Luópán.exe proposes a programme that can sublimate yesterday’s mythologies, today’s dreams, and tomorrow’s technologies all into one. Within this context, the artist is largely absent, a digital shaman who conducts his work behind a screen and visible only through transitory avatars or properties in nature. As in a dream, the work of consciousness is submitted to an obscure power that collapses our categories of reality and leads us into a new understanding of ourselves.
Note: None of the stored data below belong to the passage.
//! Client against an in-process fake backend

mod common;

use common::{ANON_TOKEN, FakeBackend};
use shared::models::{PaymentMethod, RestaurantConfig, Role};
use shared::order::{OrderDraft, OrderFilter, OrderItem, OrderStatus};
use sirest_client::{
    ClientError, OrderService, PaymentService, RefetchRegistry, Resource, ResourcePoller,
    SettleRequest, Session,
};
use std::time::Duration;

async fn login(backend: &FakeBackend, email: &str) -> Session {
    backend.client().login(email, "demo123").await.unwrap()
}

fn soup_and_bread(table: u32) -> OrderDraft {
    let mut draft = OrderDraft::dine_in(table);
    draft.add_item(OrderItem::new("p1", "Soup", 10.0, 2)).unwrap();
    draft.add_item(OrderItem::new("p2", "Bread", 3.0, 1)).unwrap();
    draft
}

#[tokio::test]
async fn test_login_uses_anon_token_then_session_token() {
    let backend = FakeBackend::start().await;
    let client = backend.client();

    let session = client.login("Mesero@sirest.co", "demo123").await.unwrap();
    assert_eq!(session.role(), Role::Waiter);
    assert_eq!(session.token(), "tok-mesero@sirest.co");

    client.list_orders(&session).await.unwrap();

    let st = backend.state.lock();
    assert_eq!(
        st.auth_for("POST auth/login"),
        vec![Some(format!("Bearer {ANON_TOKEN}"))]
    );
    assert_eq!(
        st.auth_for("GET orders"),
        vec![Some("Bearer tok-mesero@sirest.co".to_string())]
    );
}

#[tokio::test]
async fn test_every_request_is_json() {
    let backend = FakeBackend::start().await;
    let waiter = login(&backend, "mesero@sirest.co").await;
    let client = backend.client();
    client.list_orders(&waiter).await.unwrap();
    let create = soup_and_bread(1).build(waiter.user_id(), None).unwrap();
    client.create_order(&waiter, &create).await.unwrap();

    let st = backend.state.lock();
    assert_eq!(st.content_types.len(), 3);
    for (route, content_type) in &st.content_types {
        assert_eq!(content_type.as_deref(), Some("application/json"), "{route}");
    }
}

#[tokio::test]
async fn test_bad_credentials_are_unauthorized() {
    let backend = FakeBackend::start().await;
    let err = backend
        .client()
        .login("mesero@sirest.co", "wrong-password")
        .await
        .unwrap_err();
    match err {
        ClientError::Unauthorized(msg) => assert_eq!(msg, "Credenciales inválidas"),
        other => panic!("expected Unauthorized, got {other:?}"),
    }
}

#[tokio::test]
async fn test_invalid_email_never_reaches_backend() {
    let backend = FakeBackend::start().await;
    let err = backend.client().login("not-an-email", "demo123").await.unwrap_err();
    assert!(err.is_local());
    assert_eq!(backend.state.lock().count("POST auth/login"), 0);
}

#[tokio::test]
async fn test_error_bodies_map_to_api_errors() {
    let backend = FakeBackend::start().await;
    let session = login(&backend, "admin@sirest.co").await;
    let client = backend.client();

    // non-JSON body falls back to the status text
    match client.list_alerts(&session).await.unwrap_err() {
        ClientError::Api { status, message } => {
            assert_eq!(status, 503);
            assert_eq!(message, "Service Unavailable");
        }
        other => panic!("unexpected {other:?}"),
    }

    // JSON body carries the server message
    match client.staff_status(&session).await.unwrap_err() {
        ClientError::Api { status, message } => {
            assert_eq!(status, 404);
            assert_eq!(message, "not here");
        }
        other => panic!("unexpected {other:?}"),
    }

    // 2xx with the wrong payload shape
    let err = client.list_tables(&session).await.unwrap_err();
    assert!(matches!(err, ClientError::InvalidResponse(_)), "{err:?}");
}

#[tokio::test]
async fn test_create_order_through_service() {
    let backend = FakeBackend::start().await;
    let session = login(&backend, "mesero@sirest.co").await;
    let orders = OrderService::new(backend.client(), RefetchRegistry::new());

    let order = orders.create(&session, soup_and_bread(4)).await.unwrap();
    assert_eq!(order.subtotal, 23.0);
    assert_eq!(order.status, OrderStatus::Pending);
    assert_eq!(order.table_number, Some(4));
    assert_eq!(order.created_by, session.user_id());

    let listed = orders
        .fetch(&session, &OrderFilter::status(OrderStatus::Pending))
        .await
        .unwrap();
    assert_eq!(listed.len(), 1);
}

#[tokio::test]
async fn test_cook_cannot_place_orders() {
    let backend = FakeBackend::start().await;
    let session = login(&backend, "cocinero@sirest.co").await;
    let orders = OrderService::new(backend.client(), RefetchRegistry::new());

    let err = orders.create(&session, soup_and_bread(1)).await.unwrap_err();
    assert!(err.is_local());
    assert_eq!(backend.state.lock().count("POST orders"), 0);
}

#[tokio::test]
async fn test_illegal_transition_is_refused_locally() {
    let backend = FakeBackend::start().await;
    let waiter = login(&backend, "mesero@sirest.co").await;
    let cook = login(&backend, "cocinero@sirest.co").await;
    let orders = OrderService::new(backend.client(), RefetchRegistry::new());

    let order = orders.create(&waiter, soup_and_bread(2)).await.unwrap();
    let preparing = orders
        .transition(&cook, &order, OrderStatus::Preparing)
        .await
        .unwrap();
    assert_eq!(preparing.status, OrderStatus::Preparing);

    // pending -> served skips the kitchen
    let err = orders
        .transition(&waiter, &order, OrderStatus::Served)
        .await
        .unwrap_err();
    assert!(matches!(err, ClientError::Transition(_)), "{err:?}");

    // paid only through settle
    let ready = orders
        .transition(&cook, &preparing, OrderStatus::Ready)
        .await
        .unwrap();
    let admin = login(&backend, "admin@sirest.co").await;
    let err = orders
        .transition(&admin, &ready, OrderStatus::Paid)
        .await
        .unwrap_err();
    assert!(err.is_local());

    assert_eq!(backend.state.lock().count("PUT orders/:id"), 2);
}

#[tokio::test]
async fn test_stale_version_is_a_conflict() {
    let backend = FakeBackend::start().await;
    let waiter = login(&backend, "mesero@sirest.co").await;
    let cook = login(&backend, "cocinero@sirest.co").await;
    let orders = OrderService::new(backend.client(), RefetchRegistry::new());

    let order = orders.create(&waiter, soup_and_bread(2)).await.unwrap();
    let preparing = orders
        .transition(&cook, &order, OrderStatus::Preparing)
        .await
        .unwrap();
    assert_eq!(preparing.version, order.version + 1);

    // another screen still holds the pending copy
    let back = orders
        .transition(&cook, &preparing, OrderStatus::Pending)
        .await
        .unwrap();
    let err = orders
        .transition(&cook, &order, OrderStatus::Preparing)
        .await
        .unwrap_err();
    assert!(matches!(err, ClientError::Conflict(_)), "{err:?}");
    assert_eq!(back.status, OrderStatus::Pending);
}

#[tokio::test]
async fn test_settle_cash_payment() {
    let backend = FakeBackend::start().await;
    let waiter = login(&backend, "mesero@sirest.co").await;
    let cook = login(&backend, "cocinero@sirest.co").await;
    let cashier = login(&backend, "cajero@sirest.co").await;
    let orders = OrderService::new(backend.client(), RefetchRegistry::new());
    let payments = PaymentService::new(orders.clone());

    let mut draft = OrderDraft::dine_in(5);
    draft.add_item(OrderItem::new("p1", "Menu", 100.0, 1)).unwrap();
    let order = orders.create(&waiter, draft).await.unwrap();
    let order = orders.transition(&cook, &order, OrderStatus::Preparing).await.unwrap();
    let order = orders.transition(&cook, &order, OrderStatus::Ready).await.unwrap();

    let config = RestaurantConfig::default();

    // the cook cannot charge
    let req = SettleRequest::new(PaymentMethod::Cash).with_received(150.0);
    let err = payments.settle(&cook, &order, &config, &req).await.unwrap_err();
    assert!(err.is_local());

    // short cash is refused before anything is sent
    let short = SettleRequest::new(PaymentMethod::Cash).with_received(100.0);
    let err = payments.settle(&cashier, &order, &config, &short).await.unwrap_err();
    assert!(err.is_local());

    let settled = payments.settle(&cashier, &order, &config, &req).await.unwrap();
    assert_eq!(settled.payment.total, 119.0);
    assert_eq!(settled.change, Some(31.0));
    assert_eq!(settled.order.status, OrderStatus::Paid);
    let breakdown = settled.payment.breakdown.unwrap();
    assert_eq!(breakdown.tax, 19.0);
    assert_eq!(breakdown.service_charge, 0.0);

    // paid is terminal
    let err = payments.settle(&cashier, &settled.order, &config, &req).await.unwrap_err();
    assert!(matches!(err, ClientError::Transition(_)));
    assert_eq!(backend.state.lock().payments.len(), 1);
}

/// Waiter places a 100.0 order and the cook brings it to `ready`
async fn ready_order(
    backend: &FakeBackend,
    orders: &OrderService,
) -> shared::order::Order {
    let waiter = login(backend, "mesero@sirest.co").await;
    let cook = login(backend, "cocinero@sirest.co").await;
    let mut draft = OrderDraft::dine_in(2);
    draft.add_item(OrderItem::new("p1", "Menu", 100.0, 1)).unwrap();
    let order = orders.create(&waiter, draft).await.unwrap();
    let order = orders.transition(&cook, &order, OrderStatus::Preparing).await.unwrap();
    orders.transition(&cook, &order, OrderStatus::Ready).await.unwrap()
}

#[tokio::test]
async fn test_second_settle_of_same_order_is_refused() {
    let backend = FakeBackend::start().await;
    let cashier = login(&backend, "cajero@sirest.co").await;
    let orders = OrderService::new(backend.client(), RefetchRegistry::new());
    let payments = PaymentService::new(orders.clone());
    let config = RestaurantConfig::default();

    // two screens holding the same `ready` snapshot
    let order = ready_order(&backend, &orders).await;
    let first = SettleRequest::new(PaymentMethod::Card);
    let second = SettleRequest::new(PaymentMethod::Card);

    payments.settle(&cashier, &order, &config, &first).await.unwrap();
    let err = payments.settle(&cashier, &order, &config, &second).await.unwrap_err();
    assert_eq!(err.code(), shared::error::ErrorCode::OrderAlreadyPaid, "{err:?}");
    assert_eq!(backend.state.lock().payments.len(), 1);
    assert_eq!(backend.state.lock().count("POST payments"), 1);
}

#[tokio::test]
async fn test_settle_with_stale_order_stores_nothing() {
    let backend = FakeBackend::start().await;
    let cashier = login(&backend, "cajero@sirest.co").await;
    let waiter = login(&backend, "mesero@sirest.co").await;
    let orders = OrderService::new(backend.client(), RefetchRegistry::new());
    let payments = PaymentService::new(orders.clone());

    let stale = ready_order(&backend, &orders).await;
    // served elsewhere after the cashier loaded it
    orders.transition(&waiter, &stale, OrderStatus::Served).await.unwrap();

    let req = SettleRequest::new(PaymentMethod::Card);
    let err = payments
        .settle(&cashier, &stale, &RestaurantConfig::default(), &req)
        .await
        .unwrap_err();
    assert!(matches!(err, ClientError::Conflict(_)), "{err:?}");
    assert!(backend.state.lock().payments.is_empty());
}

#[tokio::test]
async fn test_payment_idempotency_key_dedupes() {
    let backend = FakeBackend::start().await;
    let cashier = login(&backend, "cajero@sirest.co").await;
    let client = backend.client();

    let create = shared::models::PaymentCreate {
        order_id: "ord-x".into(),
        breakdown: shared::models::PaymentBreakdown::compute(
            50.0,
            Default::default(),
            true,
            0.0,
        ),
        total: 64.5,
        method: PaymentMethod::Card,
        received: None,
        change: None,
        idempotency_key: uuid::Uuid::new_v4(),
        expected_order_version: 1,
    };
    let first = client.create_payment(&cashier, &create).await.unwrap();
    let second = client.create_payment(&cashier, &create).await.unwrap();
    assert_eq!(first.id, second.id);
    assert_eq!(client.list_payments(&cashier).await.unwrap().len(), 1);
}

#[tokio::test]
async fn test_init_demo_data_is_idempotent() {
    let backend = FakeBackend::start().await;
    let client = backend.client();

    let first = client.init_demo_data().await.unwrap();
    let second = client.init_demo_data().await.unwrap();
    assert!(first.created_anything());
    assert_eq!(first.users_created, 5);
    assert!(!second.created_anything());
    assert_eq!(first.accounts, second.accounts);
}

#[tokio::test]
async fn test_signup_returns_client_session() {
    let backend = FakeBackend::start().await;
    let req = shared::client::SignupRequest {
        email: "nueva@correo.co".into(),
        password: "secreto1".into(),
        name: "Nueva".into(),
        phone: None,
    };
    let session = backend.client().signup(&req).await.unwrap();
    assert_eq!(session.role(), Role::Client);

    let short = shared::client::SignupRequest {
        password: "123".into(),
        ..req
    };
    assert!(backend.client().signup(&short).await.unwrap_err().is_local());
}

#[tokio::test]
async fn test_order_poller_refetches_after_create() {
    let backend = FakeBackend::start().await;
    let waiter = login(&backend, "mesero@sirest.co").await;
    let client = backend.client();

    let pollers = ResourcePoller::new(client.clone(), waiter.clone(), Duration::from_secs(3600));
    let poller = pollers.orders();
    let mut rx = poller.subscribe();
    rx.changed().await.unwrap();
    assert_eq!(rx.borrow_and_update().data.as_deref().map(Vec::len), Some(0));

    let registry = RefetchRegistry::new();
    registry.register(Resource::Orders, poller.refetch_handle());
    let orders = OrderService::new(client, registry);
    orders.create(&waiter, soup_and_bread(3)).await.unwrap();

    tokio::time::timeout(Duration::from_secs(5), rx.changed())
        .await
        .unwrap()
        .unwrap();
    let state = rx.borrow().clone();
    assert_eq!(state.data.as_deref().map(Vec::len), Some(1));
    assert_eq!(state.generation, 2);
}

#[tokio::test]
async fn test_order_poller_keeps_snapshot_when_field_missing() {
    let backend = FakeBackend::start().await;
    let waiter = login(&backend, "mesero@sirest.co").await;
    let client = backend.client();
    let orders = OrderService::new(client.clone(), RefetchRegistry::new());
    orders.create(&waiter, soup_and_bread(4)).await.unwrap();

    let pollers = ResourcePoller::new(client, waiter, Duration::from_secs(3600));
    let poller = pollers.orders();
    let mut rx = poller.subscribe();
    rx.changed().await.unwrap();
    assert_eq!(rx.borrow_and_update().data.as_deref().map(Vec::len), Some(1));

    backend.state.lock().orders_field_missing = true;
    poller.refetch_handle().refetch();
    tokio::time::timeout(Duration::from_secs(5), rx.changed())
        .await
        .unwrap()
        .unwrap();

    let state = rx.borrow().clone();
    assert_eq!(state.data.as_deref().map(Vec::len), Some(1));
    assert!(state.error.as_deref().is_some_and(|e| e.contains("orders")), "{state:?}");
    assert!(!state.loading);
}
Luópán_羅盤.exe is an immersive, multi-media installation consisting of a video playing on a loop across three mirrored channels and a hand-drawn map depicting the “Luópán constellation”. Malaysian visual artist Chong Yan Chuah has created a fictional universe that crosses cultural boundaries, amalgamating Eastern and Western influences and motifs to create a borderless dream world. Within the context of the exhibition Rantau, the work speculates about future connected societies through the lens of machine technology, while also questioning the consequences that such technological domination may entail.





The Dream Entrepreneurs
by Ellen Lee


The year 2042 is bright and dazzling. The years ahead seem even more so, on keynote address day for Luópán_羅盤.exe, a computer programme by Somnii, the world’s largest multinational tech corp, that promises to be the most innovative advancement in brain-computer implant technology to date. People are even saying that it may achieve permanent world peace.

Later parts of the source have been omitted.